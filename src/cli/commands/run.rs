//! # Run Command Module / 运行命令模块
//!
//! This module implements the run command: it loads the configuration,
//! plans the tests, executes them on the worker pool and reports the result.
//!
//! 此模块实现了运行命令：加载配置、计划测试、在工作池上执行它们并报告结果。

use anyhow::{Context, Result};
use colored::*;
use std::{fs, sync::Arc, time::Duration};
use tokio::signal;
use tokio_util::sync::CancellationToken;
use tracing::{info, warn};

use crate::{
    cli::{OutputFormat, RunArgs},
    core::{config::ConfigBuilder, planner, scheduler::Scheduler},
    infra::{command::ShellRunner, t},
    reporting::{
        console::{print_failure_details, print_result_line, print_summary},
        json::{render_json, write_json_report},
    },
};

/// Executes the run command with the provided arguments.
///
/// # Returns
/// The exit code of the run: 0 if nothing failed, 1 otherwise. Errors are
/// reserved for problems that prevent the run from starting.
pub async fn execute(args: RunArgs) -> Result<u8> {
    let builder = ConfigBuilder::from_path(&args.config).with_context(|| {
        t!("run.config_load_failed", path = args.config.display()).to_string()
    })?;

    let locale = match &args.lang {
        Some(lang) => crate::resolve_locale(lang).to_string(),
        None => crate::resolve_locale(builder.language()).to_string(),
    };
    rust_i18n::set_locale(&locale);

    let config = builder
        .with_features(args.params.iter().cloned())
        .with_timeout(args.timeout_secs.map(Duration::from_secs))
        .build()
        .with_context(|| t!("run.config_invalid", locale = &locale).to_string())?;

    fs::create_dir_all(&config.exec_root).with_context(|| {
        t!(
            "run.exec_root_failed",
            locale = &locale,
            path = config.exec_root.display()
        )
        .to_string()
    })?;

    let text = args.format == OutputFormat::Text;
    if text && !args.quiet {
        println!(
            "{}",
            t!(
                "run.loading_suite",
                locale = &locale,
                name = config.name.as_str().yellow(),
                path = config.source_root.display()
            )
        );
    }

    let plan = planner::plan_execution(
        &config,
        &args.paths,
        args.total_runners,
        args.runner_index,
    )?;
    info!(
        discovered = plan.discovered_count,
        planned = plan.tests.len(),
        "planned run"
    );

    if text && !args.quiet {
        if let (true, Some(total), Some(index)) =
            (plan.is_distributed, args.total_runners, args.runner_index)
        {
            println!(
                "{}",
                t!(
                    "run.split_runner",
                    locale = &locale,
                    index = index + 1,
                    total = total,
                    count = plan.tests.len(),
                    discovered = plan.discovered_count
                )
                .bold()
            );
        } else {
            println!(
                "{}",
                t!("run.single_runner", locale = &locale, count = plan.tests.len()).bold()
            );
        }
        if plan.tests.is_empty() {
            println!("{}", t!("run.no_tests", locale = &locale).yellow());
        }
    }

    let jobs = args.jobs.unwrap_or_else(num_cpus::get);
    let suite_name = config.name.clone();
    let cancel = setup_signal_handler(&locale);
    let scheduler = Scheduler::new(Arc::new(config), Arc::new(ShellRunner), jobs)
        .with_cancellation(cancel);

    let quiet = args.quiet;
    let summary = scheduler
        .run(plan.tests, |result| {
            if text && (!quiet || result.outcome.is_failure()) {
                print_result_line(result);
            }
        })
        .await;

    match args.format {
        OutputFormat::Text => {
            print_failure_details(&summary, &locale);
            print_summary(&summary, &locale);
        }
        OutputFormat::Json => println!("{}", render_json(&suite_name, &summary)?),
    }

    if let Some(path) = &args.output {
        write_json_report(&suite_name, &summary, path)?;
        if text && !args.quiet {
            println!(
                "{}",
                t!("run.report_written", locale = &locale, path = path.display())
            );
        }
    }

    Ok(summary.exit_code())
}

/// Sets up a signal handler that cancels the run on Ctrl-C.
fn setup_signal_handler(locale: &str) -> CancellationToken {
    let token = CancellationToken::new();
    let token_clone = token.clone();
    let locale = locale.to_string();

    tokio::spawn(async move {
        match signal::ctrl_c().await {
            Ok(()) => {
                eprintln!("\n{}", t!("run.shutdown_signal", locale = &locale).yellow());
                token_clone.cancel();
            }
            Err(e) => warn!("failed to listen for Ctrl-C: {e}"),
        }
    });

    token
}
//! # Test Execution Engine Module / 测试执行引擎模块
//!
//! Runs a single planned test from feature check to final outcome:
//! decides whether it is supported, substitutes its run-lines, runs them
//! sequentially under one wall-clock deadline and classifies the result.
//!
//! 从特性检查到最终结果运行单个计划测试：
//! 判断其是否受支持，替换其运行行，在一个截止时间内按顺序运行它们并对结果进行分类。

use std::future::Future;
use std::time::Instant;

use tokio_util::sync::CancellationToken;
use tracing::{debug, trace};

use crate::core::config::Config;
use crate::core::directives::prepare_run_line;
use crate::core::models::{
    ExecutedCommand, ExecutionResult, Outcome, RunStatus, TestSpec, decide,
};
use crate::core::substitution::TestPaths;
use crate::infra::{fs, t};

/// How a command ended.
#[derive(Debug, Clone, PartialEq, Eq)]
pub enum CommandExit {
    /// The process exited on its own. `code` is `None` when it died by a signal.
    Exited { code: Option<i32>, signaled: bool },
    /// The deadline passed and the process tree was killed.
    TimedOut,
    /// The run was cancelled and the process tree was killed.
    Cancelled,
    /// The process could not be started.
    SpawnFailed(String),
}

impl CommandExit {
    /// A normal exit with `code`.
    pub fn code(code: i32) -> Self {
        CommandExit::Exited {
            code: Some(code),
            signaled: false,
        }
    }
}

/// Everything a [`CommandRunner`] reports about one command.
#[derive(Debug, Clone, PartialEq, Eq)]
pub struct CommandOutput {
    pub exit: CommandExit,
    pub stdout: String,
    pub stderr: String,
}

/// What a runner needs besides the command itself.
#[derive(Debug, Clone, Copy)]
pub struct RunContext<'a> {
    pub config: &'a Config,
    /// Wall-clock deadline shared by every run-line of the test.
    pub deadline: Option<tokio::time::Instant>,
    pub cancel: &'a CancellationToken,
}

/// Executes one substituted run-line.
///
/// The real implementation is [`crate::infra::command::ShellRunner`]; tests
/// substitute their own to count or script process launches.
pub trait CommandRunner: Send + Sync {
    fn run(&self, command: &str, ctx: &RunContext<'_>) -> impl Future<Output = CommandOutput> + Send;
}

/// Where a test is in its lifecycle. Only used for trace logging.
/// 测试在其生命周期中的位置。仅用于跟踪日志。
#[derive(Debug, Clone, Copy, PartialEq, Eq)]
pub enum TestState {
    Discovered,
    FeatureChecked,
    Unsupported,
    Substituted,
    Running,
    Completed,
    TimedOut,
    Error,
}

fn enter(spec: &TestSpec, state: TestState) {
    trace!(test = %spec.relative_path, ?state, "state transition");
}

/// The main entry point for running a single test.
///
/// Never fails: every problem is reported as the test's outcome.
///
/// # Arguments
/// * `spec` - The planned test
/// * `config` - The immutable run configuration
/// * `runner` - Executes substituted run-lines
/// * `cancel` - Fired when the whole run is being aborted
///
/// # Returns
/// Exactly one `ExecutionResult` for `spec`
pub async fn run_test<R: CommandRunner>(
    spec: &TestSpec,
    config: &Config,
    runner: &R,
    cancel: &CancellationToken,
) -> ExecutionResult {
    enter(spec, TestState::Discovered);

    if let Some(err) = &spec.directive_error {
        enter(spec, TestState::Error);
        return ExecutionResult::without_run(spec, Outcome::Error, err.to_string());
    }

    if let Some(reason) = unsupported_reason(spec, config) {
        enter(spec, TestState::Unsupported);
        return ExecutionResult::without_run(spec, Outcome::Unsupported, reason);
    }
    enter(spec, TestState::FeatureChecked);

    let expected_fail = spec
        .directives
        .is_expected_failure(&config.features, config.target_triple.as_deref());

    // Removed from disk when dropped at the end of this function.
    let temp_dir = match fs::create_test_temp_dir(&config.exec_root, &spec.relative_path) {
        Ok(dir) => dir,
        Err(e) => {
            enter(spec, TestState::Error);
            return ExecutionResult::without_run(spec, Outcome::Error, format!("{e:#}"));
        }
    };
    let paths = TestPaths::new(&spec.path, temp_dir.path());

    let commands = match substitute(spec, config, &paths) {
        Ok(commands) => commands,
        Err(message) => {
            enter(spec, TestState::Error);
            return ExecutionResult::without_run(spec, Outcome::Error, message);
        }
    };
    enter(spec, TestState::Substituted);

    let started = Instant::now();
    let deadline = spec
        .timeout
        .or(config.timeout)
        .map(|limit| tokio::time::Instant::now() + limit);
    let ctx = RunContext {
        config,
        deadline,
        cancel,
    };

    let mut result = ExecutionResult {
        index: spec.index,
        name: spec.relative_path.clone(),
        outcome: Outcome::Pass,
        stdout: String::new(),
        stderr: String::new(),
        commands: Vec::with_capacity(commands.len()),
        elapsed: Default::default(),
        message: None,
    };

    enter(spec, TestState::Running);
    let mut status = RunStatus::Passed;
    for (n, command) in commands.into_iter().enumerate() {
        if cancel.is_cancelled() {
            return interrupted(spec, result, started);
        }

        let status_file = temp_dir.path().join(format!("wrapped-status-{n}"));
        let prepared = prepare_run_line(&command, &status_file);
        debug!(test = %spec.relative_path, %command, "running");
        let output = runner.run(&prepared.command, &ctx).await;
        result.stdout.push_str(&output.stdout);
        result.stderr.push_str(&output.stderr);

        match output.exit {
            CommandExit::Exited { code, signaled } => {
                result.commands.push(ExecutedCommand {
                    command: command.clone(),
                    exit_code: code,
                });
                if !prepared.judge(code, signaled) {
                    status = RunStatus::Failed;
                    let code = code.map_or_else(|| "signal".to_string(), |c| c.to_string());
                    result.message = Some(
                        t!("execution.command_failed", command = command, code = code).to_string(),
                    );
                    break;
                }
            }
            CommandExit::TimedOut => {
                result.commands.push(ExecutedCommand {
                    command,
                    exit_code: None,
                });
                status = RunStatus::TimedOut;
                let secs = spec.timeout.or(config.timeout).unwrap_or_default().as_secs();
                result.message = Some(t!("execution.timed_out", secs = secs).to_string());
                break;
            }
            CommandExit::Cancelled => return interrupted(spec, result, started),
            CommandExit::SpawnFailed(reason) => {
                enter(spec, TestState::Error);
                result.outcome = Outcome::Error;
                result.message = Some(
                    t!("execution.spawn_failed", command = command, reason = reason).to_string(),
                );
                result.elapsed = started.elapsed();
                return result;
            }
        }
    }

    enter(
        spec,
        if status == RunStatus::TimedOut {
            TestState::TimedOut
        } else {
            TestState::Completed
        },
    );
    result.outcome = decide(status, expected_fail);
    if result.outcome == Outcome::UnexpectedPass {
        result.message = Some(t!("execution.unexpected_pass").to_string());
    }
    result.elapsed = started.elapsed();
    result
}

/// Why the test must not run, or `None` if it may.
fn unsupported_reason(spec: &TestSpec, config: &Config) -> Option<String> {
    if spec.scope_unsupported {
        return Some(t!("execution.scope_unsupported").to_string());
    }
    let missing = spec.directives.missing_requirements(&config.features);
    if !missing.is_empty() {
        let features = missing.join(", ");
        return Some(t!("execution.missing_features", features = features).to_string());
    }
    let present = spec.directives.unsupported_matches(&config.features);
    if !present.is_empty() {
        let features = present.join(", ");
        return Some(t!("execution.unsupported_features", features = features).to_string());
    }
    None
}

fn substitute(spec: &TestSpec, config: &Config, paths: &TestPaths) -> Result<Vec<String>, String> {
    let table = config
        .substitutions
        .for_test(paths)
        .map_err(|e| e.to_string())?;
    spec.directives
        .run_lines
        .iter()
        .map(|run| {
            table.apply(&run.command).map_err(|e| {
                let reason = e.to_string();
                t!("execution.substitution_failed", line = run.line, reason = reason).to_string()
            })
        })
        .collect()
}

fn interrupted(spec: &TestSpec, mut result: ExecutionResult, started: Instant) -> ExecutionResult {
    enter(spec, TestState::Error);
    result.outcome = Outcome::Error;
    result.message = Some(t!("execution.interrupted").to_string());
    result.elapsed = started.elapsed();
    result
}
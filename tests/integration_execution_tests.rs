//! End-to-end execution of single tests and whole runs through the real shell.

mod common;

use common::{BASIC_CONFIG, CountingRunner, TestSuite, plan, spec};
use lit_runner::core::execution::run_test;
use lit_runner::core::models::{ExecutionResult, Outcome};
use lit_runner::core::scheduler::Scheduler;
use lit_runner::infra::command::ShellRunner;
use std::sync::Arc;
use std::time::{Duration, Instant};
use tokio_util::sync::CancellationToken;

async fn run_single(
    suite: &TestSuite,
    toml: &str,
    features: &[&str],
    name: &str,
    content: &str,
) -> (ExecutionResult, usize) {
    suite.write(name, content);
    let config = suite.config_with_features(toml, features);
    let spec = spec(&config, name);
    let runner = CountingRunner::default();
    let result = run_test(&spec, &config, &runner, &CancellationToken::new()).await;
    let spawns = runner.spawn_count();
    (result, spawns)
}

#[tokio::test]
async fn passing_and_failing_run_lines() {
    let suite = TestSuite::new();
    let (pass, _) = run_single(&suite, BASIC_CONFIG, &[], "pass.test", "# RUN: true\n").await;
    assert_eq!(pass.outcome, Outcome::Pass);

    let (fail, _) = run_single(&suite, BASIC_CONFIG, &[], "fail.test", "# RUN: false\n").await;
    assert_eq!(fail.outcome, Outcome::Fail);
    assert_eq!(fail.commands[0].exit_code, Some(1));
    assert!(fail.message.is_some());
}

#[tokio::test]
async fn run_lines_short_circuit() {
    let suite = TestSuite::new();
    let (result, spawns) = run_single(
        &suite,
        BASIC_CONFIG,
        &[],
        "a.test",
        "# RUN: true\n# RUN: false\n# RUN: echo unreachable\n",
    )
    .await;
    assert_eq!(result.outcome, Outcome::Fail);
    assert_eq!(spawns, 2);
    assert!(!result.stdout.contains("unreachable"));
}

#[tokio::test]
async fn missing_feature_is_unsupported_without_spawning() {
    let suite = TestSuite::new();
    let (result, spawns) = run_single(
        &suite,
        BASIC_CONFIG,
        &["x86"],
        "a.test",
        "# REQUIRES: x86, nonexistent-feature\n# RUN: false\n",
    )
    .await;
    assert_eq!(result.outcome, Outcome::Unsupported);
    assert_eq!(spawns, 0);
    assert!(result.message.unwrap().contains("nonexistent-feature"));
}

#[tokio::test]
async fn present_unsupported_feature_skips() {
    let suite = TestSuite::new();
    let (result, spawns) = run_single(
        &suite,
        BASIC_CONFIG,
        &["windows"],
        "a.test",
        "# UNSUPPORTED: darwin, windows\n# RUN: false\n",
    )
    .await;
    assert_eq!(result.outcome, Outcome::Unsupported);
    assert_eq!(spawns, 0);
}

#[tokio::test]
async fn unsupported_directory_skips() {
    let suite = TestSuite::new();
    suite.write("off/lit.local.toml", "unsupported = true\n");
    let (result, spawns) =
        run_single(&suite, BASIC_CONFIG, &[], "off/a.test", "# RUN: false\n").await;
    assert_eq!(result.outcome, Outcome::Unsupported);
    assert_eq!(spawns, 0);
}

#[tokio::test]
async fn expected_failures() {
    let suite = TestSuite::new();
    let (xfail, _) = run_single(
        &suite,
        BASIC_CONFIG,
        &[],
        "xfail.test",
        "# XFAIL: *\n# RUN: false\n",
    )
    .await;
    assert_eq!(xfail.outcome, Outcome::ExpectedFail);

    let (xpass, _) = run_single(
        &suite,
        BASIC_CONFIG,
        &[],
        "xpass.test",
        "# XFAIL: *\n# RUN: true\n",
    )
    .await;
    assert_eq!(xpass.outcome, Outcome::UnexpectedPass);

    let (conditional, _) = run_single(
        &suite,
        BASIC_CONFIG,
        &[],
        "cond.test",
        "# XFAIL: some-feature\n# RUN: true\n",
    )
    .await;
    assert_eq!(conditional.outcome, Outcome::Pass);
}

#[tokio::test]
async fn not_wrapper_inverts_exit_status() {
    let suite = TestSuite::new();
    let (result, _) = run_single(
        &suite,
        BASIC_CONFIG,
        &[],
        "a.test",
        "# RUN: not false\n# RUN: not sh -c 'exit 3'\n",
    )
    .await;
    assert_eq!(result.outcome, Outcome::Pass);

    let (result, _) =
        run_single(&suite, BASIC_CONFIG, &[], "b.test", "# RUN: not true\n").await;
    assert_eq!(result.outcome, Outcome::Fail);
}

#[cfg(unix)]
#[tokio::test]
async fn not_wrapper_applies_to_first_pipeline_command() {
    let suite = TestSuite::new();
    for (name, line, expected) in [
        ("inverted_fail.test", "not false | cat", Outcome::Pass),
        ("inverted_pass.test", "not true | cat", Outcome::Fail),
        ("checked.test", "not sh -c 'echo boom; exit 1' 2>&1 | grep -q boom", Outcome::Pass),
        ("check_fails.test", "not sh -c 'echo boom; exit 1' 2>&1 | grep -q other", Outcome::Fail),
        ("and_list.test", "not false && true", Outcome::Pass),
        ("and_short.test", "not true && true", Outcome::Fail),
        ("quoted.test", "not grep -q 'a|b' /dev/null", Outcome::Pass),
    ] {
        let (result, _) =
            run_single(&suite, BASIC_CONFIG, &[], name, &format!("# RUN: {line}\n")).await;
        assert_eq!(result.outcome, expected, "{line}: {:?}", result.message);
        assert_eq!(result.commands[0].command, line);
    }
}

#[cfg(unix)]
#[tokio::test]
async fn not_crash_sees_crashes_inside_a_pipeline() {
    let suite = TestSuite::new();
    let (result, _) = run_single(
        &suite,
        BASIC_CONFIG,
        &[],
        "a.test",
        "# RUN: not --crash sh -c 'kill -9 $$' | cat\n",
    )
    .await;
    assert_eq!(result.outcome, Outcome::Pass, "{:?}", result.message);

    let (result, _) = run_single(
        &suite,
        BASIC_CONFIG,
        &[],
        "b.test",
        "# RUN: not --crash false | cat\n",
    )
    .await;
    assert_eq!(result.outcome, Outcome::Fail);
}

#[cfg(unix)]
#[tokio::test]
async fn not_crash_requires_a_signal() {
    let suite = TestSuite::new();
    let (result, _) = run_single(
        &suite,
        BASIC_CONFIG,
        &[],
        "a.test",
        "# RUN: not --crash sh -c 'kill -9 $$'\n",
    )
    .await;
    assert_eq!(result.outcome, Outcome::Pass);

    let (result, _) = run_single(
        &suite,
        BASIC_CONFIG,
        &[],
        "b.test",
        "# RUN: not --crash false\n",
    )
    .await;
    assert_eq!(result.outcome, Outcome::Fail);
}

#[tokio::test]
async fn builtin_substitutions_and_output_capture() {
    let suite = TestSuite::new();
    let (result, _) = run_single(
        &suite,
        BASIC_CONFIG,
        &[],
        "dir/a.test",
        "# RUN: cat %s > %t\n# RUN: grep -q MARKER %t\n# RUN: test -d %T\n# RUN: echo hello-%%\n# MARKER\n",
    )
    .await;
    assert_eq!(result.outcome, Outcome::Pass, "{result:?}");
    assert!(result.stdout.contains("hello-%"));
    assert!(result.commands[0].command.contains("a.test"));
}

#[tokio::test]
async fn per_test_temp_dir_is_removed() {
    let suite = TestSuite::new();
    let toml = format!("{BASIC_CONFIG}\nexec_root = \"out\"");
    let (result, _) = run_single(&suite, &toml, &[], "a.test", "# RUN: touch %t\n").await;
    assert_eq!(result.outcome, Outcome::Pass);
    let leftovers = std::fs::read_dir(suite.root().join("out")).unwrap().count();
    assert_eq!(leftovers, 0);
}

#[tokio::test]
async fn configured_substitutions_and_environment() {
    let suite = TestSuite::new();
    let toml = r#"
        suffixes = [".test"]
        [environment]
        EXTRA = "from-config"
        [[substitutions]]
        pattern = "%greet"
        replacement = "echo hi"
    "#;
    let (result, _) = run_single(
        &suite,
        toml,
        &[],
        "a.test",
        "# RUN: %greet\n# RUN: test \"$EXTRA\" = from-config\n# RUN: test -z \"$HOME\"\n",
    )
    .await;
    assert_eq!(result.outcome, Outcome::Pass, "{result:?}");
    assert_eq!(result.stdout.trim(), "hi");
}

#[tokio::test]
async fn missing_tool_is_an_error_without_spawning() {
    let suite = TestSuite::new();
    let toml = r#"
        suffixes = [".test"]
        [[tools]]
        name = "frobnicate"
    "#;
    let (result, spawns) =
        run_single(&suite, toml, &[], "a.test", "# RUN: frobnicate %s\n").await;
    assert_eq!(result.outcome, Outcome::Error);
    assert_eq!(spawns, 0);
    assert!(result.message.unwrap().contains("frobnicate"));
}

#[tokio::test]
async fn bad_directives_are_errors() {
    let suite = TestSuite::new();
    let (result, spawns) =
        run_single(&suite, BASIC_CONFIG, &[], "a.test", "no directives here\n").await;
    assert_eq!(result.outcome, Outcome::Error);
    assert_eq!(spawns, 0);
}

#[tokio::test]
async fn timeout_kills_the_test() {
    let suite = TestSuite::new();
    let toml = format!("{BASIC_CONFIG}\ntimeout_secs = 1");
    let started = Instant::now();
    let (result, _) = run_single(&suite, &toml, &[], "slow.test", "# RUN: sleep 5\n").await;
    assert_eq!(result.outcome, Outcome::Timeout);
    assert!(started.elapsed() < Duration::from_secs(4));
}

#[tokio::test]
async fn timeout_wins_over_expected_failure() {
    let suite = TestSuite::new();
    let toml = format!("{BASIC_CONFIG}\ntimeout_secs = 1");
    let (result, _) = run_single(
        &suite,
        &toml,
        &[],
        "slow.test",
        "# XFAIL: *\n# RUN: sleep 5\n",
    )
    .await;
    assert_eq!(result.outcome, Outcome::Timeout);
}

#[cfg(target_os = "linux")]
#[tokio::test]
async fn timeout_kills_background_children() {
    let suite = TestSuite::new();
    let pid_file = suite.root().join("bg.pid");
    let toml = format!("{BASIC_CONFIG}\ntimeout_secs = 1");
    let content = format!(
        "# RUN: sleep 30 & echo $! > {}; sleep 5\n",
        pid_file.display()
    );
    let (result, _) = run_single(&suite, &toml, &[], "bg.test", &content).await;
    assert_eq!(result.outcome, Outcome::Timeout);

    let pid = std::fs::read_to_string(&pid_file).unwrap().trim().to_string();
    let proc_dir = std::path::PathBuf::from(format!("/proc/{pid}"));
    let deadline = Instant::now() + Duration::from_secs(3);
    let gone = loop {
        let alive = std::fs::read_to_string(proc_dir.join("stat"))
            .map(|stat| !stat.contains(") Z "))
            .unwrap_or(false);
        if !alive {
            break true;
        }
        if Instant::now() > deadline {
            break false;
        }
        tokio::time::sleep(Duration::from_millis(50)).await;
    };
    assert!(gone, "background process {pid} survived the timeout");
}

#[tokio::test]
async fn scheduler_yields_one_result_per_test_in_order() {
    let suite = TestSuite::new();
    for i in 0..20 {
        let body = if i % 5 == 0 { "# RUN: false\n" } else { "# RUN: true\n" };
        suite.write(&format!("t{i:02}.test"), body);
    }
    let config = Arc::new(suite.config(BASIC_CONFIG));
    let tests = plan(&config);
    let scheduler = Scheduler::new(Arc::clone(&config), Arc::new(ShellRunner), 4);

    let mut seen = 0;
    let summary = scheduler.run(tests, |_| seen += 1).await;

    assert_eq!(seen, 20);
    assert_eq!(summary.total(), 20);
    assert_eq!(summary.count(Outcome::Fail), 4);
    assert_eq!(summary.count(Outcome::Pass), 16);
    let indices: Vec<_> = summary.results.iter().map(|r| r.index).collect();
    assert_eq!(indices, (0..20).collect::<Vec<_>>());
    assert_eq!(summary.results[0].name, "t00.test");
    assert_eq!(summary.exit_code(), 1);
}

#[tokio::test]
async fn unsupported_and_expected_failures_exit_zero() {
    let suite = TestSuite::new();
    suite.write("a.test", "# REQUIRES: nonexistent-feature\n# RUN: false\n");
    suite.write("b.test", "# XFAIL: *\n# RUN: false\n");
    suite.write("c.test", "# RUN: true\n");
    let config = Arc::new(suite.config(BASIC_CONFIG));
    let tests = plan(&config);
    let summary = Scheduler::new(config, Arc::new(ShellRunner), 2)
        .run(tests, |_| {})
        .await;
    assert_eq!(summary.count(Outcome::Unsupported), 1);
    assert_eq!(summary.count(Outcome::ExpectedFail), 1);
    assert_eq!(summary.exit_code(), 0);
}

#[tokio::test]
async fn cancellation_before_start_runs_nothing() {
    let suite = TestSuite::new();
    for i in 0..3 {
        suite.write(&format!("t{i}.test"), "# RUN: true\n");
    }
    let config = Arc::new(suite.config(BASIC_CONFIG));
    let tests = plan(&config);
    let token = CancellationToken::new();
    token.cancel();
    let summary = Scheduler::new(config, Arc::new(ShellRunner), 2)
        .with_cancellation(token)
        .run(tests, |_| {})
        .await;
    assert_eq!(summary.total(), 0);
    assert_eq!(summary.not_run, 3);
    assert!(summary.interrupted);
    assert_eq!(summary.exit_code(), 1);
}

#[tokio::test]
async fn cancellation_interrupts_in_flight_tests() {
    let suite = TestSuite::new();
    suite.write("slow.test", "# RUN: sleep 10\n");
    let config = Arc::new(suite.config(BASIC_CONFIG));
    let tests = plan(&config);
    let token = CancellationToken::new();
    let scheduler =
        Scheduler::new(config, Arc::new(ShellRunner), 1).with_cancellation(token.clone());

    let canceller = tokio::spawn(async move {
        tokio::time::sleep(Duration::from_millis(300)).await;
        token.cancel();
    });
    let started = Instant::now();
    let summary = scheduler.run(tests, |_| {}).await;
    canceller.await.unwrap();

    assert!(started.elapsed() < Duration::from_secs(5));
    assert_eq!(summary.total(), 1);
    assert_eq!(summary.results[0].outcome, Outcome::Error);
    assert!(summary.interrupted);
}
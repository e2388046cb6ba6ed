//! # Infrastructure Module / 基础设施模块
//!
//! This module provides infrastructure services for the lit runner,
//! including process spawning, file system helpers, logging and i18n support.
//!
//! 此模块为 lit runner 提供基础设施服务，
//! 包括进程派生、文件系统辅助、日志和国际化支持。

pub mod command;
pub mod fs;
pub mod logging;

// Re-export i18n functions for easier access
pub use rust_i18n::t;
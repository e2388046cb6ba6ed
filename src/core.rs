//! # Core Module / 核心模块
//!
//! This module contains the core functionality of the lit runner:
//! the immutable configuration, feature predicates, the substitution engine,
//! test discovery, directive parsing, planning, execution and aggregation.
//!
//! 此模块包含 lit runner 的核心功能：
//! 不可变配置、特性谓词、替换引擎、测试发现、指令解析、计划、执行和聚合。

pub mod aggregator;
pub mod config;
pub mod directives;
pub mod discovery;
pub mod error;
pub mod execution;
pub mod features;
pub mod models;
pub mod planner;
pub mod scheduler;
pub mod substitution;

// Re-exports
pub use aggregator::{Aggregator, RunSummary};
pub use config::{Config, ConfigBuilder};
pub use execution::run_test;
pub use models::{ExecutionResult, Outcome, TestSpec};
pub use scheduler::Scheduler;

__Activity__
Show all lines in the entries above where the word "nonexistent" appears.

__Task output__
        "# REQUIRES: x86, nonexistent-feature\n# RUN: false\n",
    assert!(result.message.unwrap().contains("nonexistent-feature"));
    suite.write("a.test", "# REQUIRES: nonexistent-feature\n# RUN: false\n");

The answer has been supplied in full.